Changing the subject, he invites the Monk to speak, first giving him a few back-handed compliments on how well he seems to be fed at the monastery where he’s supposedly living in holy poverty, and how many children such a well-favored man would have fathered if he hadn’t taken a vow of chastity. The Monk, unflappable, agrees: He’ll tell a tragedy of fallen kings.
He starts at the very beginning, with the falls of Lucifer, Adam, and Samson—briefly telling the familiar first two tales, but lavishing detail on Samson’s rise (as a blessed and mighty warrior) and fall (betrayed by his lover Delilah and imprisoned by his enemies until, with his God-given strength, he pulled their own temple down around them with the very pillars to which he was tied).

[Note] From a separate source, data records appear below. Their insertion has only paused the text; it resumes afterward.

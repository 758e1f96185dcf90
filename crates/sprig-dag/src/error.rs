//! Error types for commit and graph operations.

use sprig_store::StoreError;
use sprig_types::ObjectId;

/// Errors that can occur during commit-graph operations.
#[derive(Debug, thiserror::Error)]
pub enum DagError {
    /// A referenced commit was not found in the graph.
    #[error("no commit with id {0}")]
    CommitNotFound(ObjectId),

    /// A parent reference points to a commit the graph does not hold.
    #[error("dangling parent reference: commit {commit} references missing parent {parent}")]
    DanglingParent {
        /// The commit containing the bad reference.
        commit: ObjectId,
        /// The missing parent.
        parent: ObjectId,
    },

    /// A commit's metadata no longer hashes to its recorded id.
    #[error("commit {expected} hashes to {computed}")]
    IdMismatch {
        /// The id the commit was registered under.
        expected: ObjectId,
        /// The id its metadata actually hashes to.
        computed: ObjectId,
    },

    /// No commit id starts with the given prefix.
    #[error("no commit matches prefix {0:?}")]
    NoMatch(String),

    /// More than one commit id starts with the given prefix.
    #[error("prefix {prefix:?} matches {count} commits")]
    AmbiguousPrefix {
        /// The abbreviated id that was looked up.
        prefix: String,
        /// How many commits it matched.
        count: usize,
    },

    /// Commit metadata could not be encoded or decoded.
    #[error("commit serialization error: {0}")]
    Serialization(String),

    /// The object store failed while reading or writing a commit.
    #[error("store error: {0}")]
    Store(#[from] StoreError),
}

/// Convenience result alias for graph operations.
pub type DagResult<T> = Result<T, DagError>;
//! The [`RefTable`]: branches, current branch and remotes.

use std::collections::BTreeMap;
use std::path::{Path, PathBuf};

use serde::{Deserialize, Serialize};
use tracing::debug;

use sprig_types::ObjectId;

use crate::error::{RefError, Result};
use crate::names::{validate_branch_name, validate_remote_name};

/// Named pointers into the commit graph.
///
/// The current branch may name a branch that does not exist yet: a fresh
/// repository has no commits, and the first commit creates it.
#[derive(Clone, Debug, PartialEq, Eq, Serialize, Deserialize)]
pub struct RefTable {
    branches: BTreeMap<String, ObjectId>,
    current: String,
    remotes: BTreeMap<String, PathBuf>,
}

impl RefTable {
    /// An empty table whose current branch will be `default_branch`.
    pub fn new(default_branch: &str) -> Result<Self> {
        validate_branch_name(default_branch)?;
        Ok(Self {
            branches: BTreeMap::new(),
            current: default_branch.to_string(),
            remotes: BTreeMap::new(),
        })
    }

    // ---------------------------------------------------------------
    // Branches
    // ---------------------------------------------------------------

    /// Name of the current branch.
    pub fn current_branch(&self) -> &str {
        &self.current
    }

    /// Tip of the current branch, `None` before the first commit.
    pub fn head(&self) -> Option<ObjectId> {
        self.branches.get(&self.current).copied()
    }

    /// Tip of a named branch.
    pub fn branch(&self, name: &str) -> Option<ObjectId> {
        self.branches.get(name).copied()
    }

    /// Tip of a branch that must exist.
    pub fn require_branch(&self, name: &str) -> Result<ObjectId> {
        self.branch(name).ok_or_else(|| RefError::BranchNotFound {
            name: name.to_string(),
        })
    }

    pub fn has_branch(&self, name: &str) -> bool {
        self.branches.contains_key(name)
    }

    /// All branches, sorted by name.
    pub fn branches(&self) -> impl Iterator<Item = (&str, ObjectId)> {
        self.branches.iter().map(|(name, id)| (name.as_str(), *id))
    }

    /// Create a new branch at `at`. Fails if it already exists.
    pub fn create_branch(&mut self, name: &str, at: ObjectId) -> Result<()> {
        validate_branch_name(name)?;
        if self.branches.contains_key(name) {
            return Err(RefError::BranchExists {
                name: name.to_string(),
            });
        }
        debug!(branch = name, at = %at.short_hex(), "created branch");
        self.branches.insert(name.to_string(), at);
        Ok(())
    }

    /// Point `name` at `at`, creating the branch if needed.
    pub fn set_branch(&mut self, name: &str, at: ObjectId) -> Result<()> {
        validate_branch_name(name)?;
        debug!(branch = name, at = %at.short_hex(), "moved branch");
        self.branches.insert(name.to_string(), at);
        Ok(())
    }

    /// Advance the current branch to `at`.
    pub fn advance_current(&mut self, at: ObjectId) {
        debug!(branch = %self.current, at = %at.short_hex(), "advanced current branch");
        self.branches.insert(self.current.clone(), at);
    }

    /// Delete a branch pointer. The current branch cannot be deleted.
    pub fn delete_branch(&mut self, name: &str) -> Result<ObjectId> {
        if name == self.current {
            return Err(RefError::DeleteCurrentBranch {
                name: name.to_string(),
            });
        }
        self.branches
            .remove(name)
            .ok_or_else(|| RefError::BranchNotFound {
                name: name.to_string(),
            })
    }

    /// Make an existing branch current.
    pub fn switch_to(&mut self, name: &str) -> Result<()> {
        if !self.branches.contains_key(name) {
            return Err(RefError::BranchNotFound {
                name: name.to_string(),
            });
        }
        self.current = name.to_string();
        Ok(())
    }

    // ---------------------------------------------------------------
    // Remotes
    // ---------------------------------------------------------------

    /// Path of a registered remote.
    pub fn remote(&self, name: &str) -> Result<&Path> {
        self.remotes
            .get(name)
            .map(PathBuf::as_path)
            .ok_or_else(|| RefError::RemoteNotFound {
                name: name.to_string(),
            })
    }

    /// All remotes, sorted by name.
    pub fn remotes(&self) -> impl Iterator<Item = (&str, &Path)> {
        self.remotes.iter().map(|(n, p)| (n.as_str(), p.as_path()))
    }

    /// Register a remote. Fails if the name is taken.
    pub fn add_remote(&mut self, name: &str, path: impl Into<PathBuf>) -> Result<()> {
        validate_remote_name(name)?;
        if self.remotes.contains_key(name) {
            return Err(RefError::RemoteExists {
                name: name.to_string(),
            });
        }
        self.remotes.insert(name.to_string(), path.into());
        Ok(())
    }

    /// Forget a remote. Tracking branches fetched from it are kept.
    pub fn remove_remote(&mut self, name: &str) -> Result<PathBuf> {
        self.remotes
            .remove(name)
            .ok_or_else(|| RefError::RemoteNotFound {
                name: name.to_string(),
            })
    }
}

#[cfg(test)]
mod tests {
    use super::*;

    fn oid(byte: u8) -> ObjectId {
        ObjectId::from_hash([byte; 32])
    }

    #[test]
    fn fresh_table_has_no_head() {
        let refs = RefTable::new("main").unwrap();
        assert_eq!(refs.current_branch(), "main");
        assert!(refs.head().is_none());
        assert!(!refs.has_branch("main"));
    }

    #[test]
    fn invalid_default_branch_rejected() {
        assert!(matches!(
            RefTable::new("bad..name"),
            Err(RefError::InvalidBranchName { .. })
        ));
    }

    #[test]
    fn advance_creates_current_branch() {
        let mut refs = RefTable::new("main").unwrap();
        refs.advance_current(oid(1));
        assert_eq!(refs.head(), Some(oid(1)));
        refs.advance_current(oid(2));
        assert_eq!(refs.branch("main"), Some(oid(2)));
    }

    #[test]
    fn create_branch_rejects_duplicates() {
        let mut refs = RefTable::new("main").unwrap();
        refs.advance_current(oid(1));
        refs.create_branch("dev", oid(1)).unwrap();
        assert_eq!(
            refs.create_branch("dev", oid(2)),
            Err(RefError::BranchExists { name: "dev".into() })
        );
        assert_eq!(refs.branch("dev"), Some(oid(1)));
    }

    #[test]
    fn switch_and_delete() {
        let mut refs = RefTable::new("main").unwrap();
        refs.advance_current(oid(1));
        refs.create_branch("dev", oid(1)).unwrap();

        assert!(matches!(
            refs.switch_to("nope"),
            Err(RefError::BranchNotFound { .. })
        ));
        refs.switch_to("dev").unwrap();
        assert_eq!(refs.current_branch(), "dev");

        assert!(matches!(
            refs.delete_branch("dev"),
            Err(RefError::DeleteCurrentBranch { .. })
        ));
        assert_eq!(refs.delete_branch("main").unwrap(), oid(1));
        assert!(matches!(
            refs.delete_branch("main"),
            Err(RefError::BranchNotFound { .. })
        ));
    }

    #[test]
    fn branches_are_sorted() {
        let mut refs = RefTable::new("main").unwrap();
        refs.set_branch("zeta", oid(1)).unwrap();
        refs.set_branch("alpha", oid(2)).unwrap();
        refs.set_branch("origin/main", oid(3)).unwrap();
        let names: Vec<&str> = refs.branches().map(|(n, _)| n).collect();
        assert_eq!(names, vec!["alpha", "origin/main", "zeta"]);
    }

    #[test]
    fn remotes_lifecycle() {
        let mut refs = RefTable::new("main").unwrap();
        refs.add_remote("origin", "/tmp/other/.sprig").unwrap();
        assert_eq!(refs.remote("origin").unwrap(), Path::new("/tmp/other/.sprig"));
        assert!(matches!(
            refs.add_remote("origin", "/elsewhere"),
            Err(RefError::RemoteExists { .. })
        ));
        assert!(matches!(
            refs.add_remote("a/b", "/x"),
            Err(RefError::InvalidRemoteName { .. })
        ));

        refs.remove_remote("origin").unwrap();
        assert!(matches!(
            refs.remote("origin"),
            Err(RefError::RemoteNotFound { .. })
        ));
        assert!(refs.remove_remote("origin").is_err());
    }

    #[test]
    fn survives_bincode() {
        let mut refs = RefTable::new("main").unwrap();
        refs.advance_current(oid(7));
        refs.add_remote("origin", "/srv/repo/.sprig").unwrap();
        let bytes = bincode::serialize(&refs).unwrap();
        let decoded: RefTable = bincode::deserialize(&bytes).unwrap();
        assert_eq!(decoded, refs);
    }
}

He moves into the classical world with the tale of Hercules, who performed mighty mythological labors and held the very heavens on his shoulders. But like Samson, Hercules was betrayed by a lover, who gave him a poisoned shirt that rotted the flesh off his bones. There’s a moral here, the Monk says: “When Fortune would elect/To trick a man, she plots his overthrow/By such a means as he would least expect” (194).
Nebuchadnezzar is next: another powerful Biblical figure, a mighty but tyrannical king whose sadistic rule ended when he went mad and crawled around the wilderness like an animal. At last, God made him sane again and he repented.
His son, Belshazzar, seemed to have learned nothing from his dad. At a party, he used holy vessels taken from the Temple in Jerusalem to serve drinks—whereupon a spectral hand appeared and wrote the strange words “Mene, Tekel, Peres” on the wall. Only the prophet Daniel could interpret that writing and told the king it was bad news: Belshazzar’s kingdom would be conquered. The Monk draws another moral: “there’s no lordship but is insecure [...] For if good fortune makes your friends for you/Ill fortune makes them enemies for sure,/A proverb very trite and very true” (197).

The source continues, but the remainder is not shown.